Install this yum plug-in package:
yum install yum-priorities
Once this is installed, use a new priority= option with any repo with conflicting or duplicate packages. In this case we want:
priority = 1 [InstallMedia]
priority = 1 [updates]
priority = 2 [fedora]
This means [InstallMedia] and [updates] are the highest priority. [updates] will win out over [InstallMedia] as it will have newer version numbers. [InstallMedia] will win out over [fedora] as it has a higher priority value (lower number).

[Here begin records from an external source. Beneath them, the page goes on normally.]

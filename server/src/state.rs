//! Shared application state.
//!
//! DESIGN
//! ======
//! `AppState` is injected into Axum handlers via the `State` extractor.
//! It holds the device repository selected at startup, type-erased so the
//! handlers never know which backend is live.

use std::sync::Arc;

use crate::services::device::DeviceRepository;

/// Shared application state, injected into Axum handlers via State extractor.
/// Clone is required by Axum; the repository is Arc-wrapped.
#[derive(Clone)]
pub struct AppState {
    pub devices: Arc<dyn DeviceRepository>,
}

impl AppState {
    #[must_use]
    pub fn new(devices: Arc<dyn DeviceRepository>) -> Self {
        Self { devices }
    }
}

// =============================================================================
// TEST HELPERS
// =============================================================================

The exception where packages will be installed from [fedora] is when [InstallMedia] doesn't have it (remember "Everything") and [updates] doesn't contain anything newer.
So the edits needed are:
/etc/yum.repos.d/fedora.repo
Under [fedora] add:
priority=2
Edit:
/etc/yum.repos.d/fedora-updates.repo
Under [updates] add:
priority=1
Finally, copy from the DVD or mounted DVD ISO:
cp /media/DVD/media.repo /etc/yum.repos.d/
Edit /etc/yum.repos.d/media.repo which contains the [InstallMedia] repo to add:
priority=1
baseurl=file:///PATH-TO-DVD/
PATH-TO-DVD should replaced with /media/WHATEVER or where ever the ISO is mounted.

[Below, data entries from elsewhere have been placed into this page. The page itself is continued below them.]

//! Transient text state behind the device create/edit form.
//!
//! DESIGN
//! ======
//! The form's reset-on-new-target behavior is an explicit key comparison
//! rather than a lifecycle hook: every time the supplied device is observed,
//! `sync` compares its key with the last one seen and reseeds the fields only
//! when it changed. The Leptos component drives this from an `Effect`, but the
//! rules here do not depend on any reactive runtime.

#[cfg(test)]
#[path = "device_form_test.rs"]
mod device_form_test;

use device_model::{Device, DeviceCreate, DeviceKey};

/// Field text for the device form plus the key of the device it was seeded from.
#[derive(Clone, Debug, Default, PartialEq, Eq)]
pub struct DeviceFormState {
    pub name: String,
    pub assigned_to: String,
    seeded_from: Option<DeviceKey>,
}

impl DeviceFormState {
    /// Form seeded from `device` (or blank when `None`).
    #[must_use]
    pub fn for_device(device: Option<&Device>) -> Self {
        let mut state = Self::default();
        state.sync(device);
        state
    }

    /// Reconcile with the currently supplied device.
    ///
    /// Returns `true` when the key changed and the fields were reset. Calling
    /// this repeatedly with the same device keeps any in-progress edits.
    pub fn sync(&mut self, device: Option<&Device>) -> bool {
        let key = device.map(Device::key);
        if key == self.seeded_from {
            return false;
        }
        self.seeded_from = key;
        match device {
            Some(device) => {
                self.name.clone_from(&device.name);
                self.assigned_to = device.assigned_to.clone().unwrap_or_default();
            }
            None => self.clear(),
        }
        true
    }

    /// Whether the form is editing an existing device.
    #[must_use]
    pub fn is_editing(&self) -> bool {
        self.seeded_from.is_some()
    }

    /// Whether `submit` would produce a payload.
    #[must_use]
    pub fn can_submit(&self) -> bool {
        !self.name.trim().is_empty()
    }

    /// Build the normalized payload for the current fields.
    ///
    /// Returns `None` (and changes nothing) when the name is blank. In create
    /// mode the fields are cleared after a payload is produced; in edit mode
    /// they are kept.
    pub fn submit(&mut self) -> Option<DeviceCreate> {
        let payload = DeviceCreate::from_input(&self.name, &self.assigned_to)?;
        if !self.is_editing() {
            self.clear();
        }
        Some(payload)
    }

    fn clear(&mut self) {
        self.name.clear();
        self.assigned_to.clear();
    }
}

/// Primary button caption for the current mode.
#[must_use]
pub fn submit_label(editing: bool) -> &'static str {
    if editing { "Update Device" } else { "Add Device" }
}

In my case, I have this in my /etc/fstab to mount the ISO on boot:
/storage/f12/Fedora-12-i386-DVD.iso /storage/f12/dvd iso9660 ro,user,loop 1 1
So my /etc/yum.repos.d/media.repo has added:
priority=1
baseurl=file:///storage/f12/dvd/
Now just reset yum's info and install away:
yum clean all
So for a test, I will install a few packages, which will show all 3 repos being used:
# yum install openoffice.org-writer kdegames frozen-bubble
Loaded plugins: fastestmirror, presto, priorities, refresh-packagekit, verify
...
Dependencies Resolved
===================================================================================================================================
Package Arch Version Repository Size
===================================================================================================================================
Installing:
frozen-bubble i686 2.2.0-4.fc12 updates 20 M
kdegames i686 6:4.3.4-1.fc12 updates 41 M
openoffice.org-writer i686 1:3.1.1-19.14.fc12 InstallMedia 143 k
Installing for dependencies:
kde-filesystem noarch 4-30.fc12 InstallMedia 45 k
kde-settings noarch 4.3-15.1 updates 41 k
kdegames-libs i686 6:4.3.4-1.fc12 updates 1.1 M
kdelibs i686 6:4.3.4-3.fc12 updates 11 M
kdelibs-common i686 6:4.3.4-3.fc12 updates 765 k
openoffice.org-brand i686 1:3.1.1-19.14.fc12 InstallMedia 384 k
openoffice.org-core i686 1:3.1.1-19.14.fc12 InstallMedia 81 M
openoffice.org-opensymbol-fonts noarch 1:3.1.1-19.14.fc12 InstallMedia 171 k
openoffice.org-ure i686 1:3.1.1-19.14.fc12 InstallMedia 2.5 M
openoffice.org-writer-core i686 1:3.1.1-19.14.fc12 InstallMedia 5.3 M
perl-SDL i686 2.1.3-11.fc12 fedora 313 k
Transaction Summary
===================================================================================================================================
Install 14 Package(s)
Upgrade 0 Package(s)
Total download size: 165 M
As you can see, a huge amount will not need to be downloaded from the internet as they will come from the local [InstallMedia] (all of the OOo packages). However, there are still many packages from [updates] which are needed, and one package from [fedora].
To quickly see the priorities of repos, use this bit of code:
$ cat /etc/yum.repos.d/*.repo | sed -n -e "/^\[/h; /priority *=/{ G; s/\n/ /; s/ity=/ity = /; p }" | sort -k3n
priority = 1 [InstallMedia]
priority = 1 [updates]
priority = 2 [fedora]
As a side note, the default priority is 99. So, if you forget to give [updates] priority 1 it will default to 99. That will mean that [fedora] or [InstallMedia] will have a preferred priority and actually downgrade any updates you already have and/or prevent them from being installed in the future.
There is newer cost= option as of Fedora 9. However, as I support both RHEL/CentOS 5 systems and Fedora, I'm sticking with priority= which works with both RHEL/CentOS and Fedora.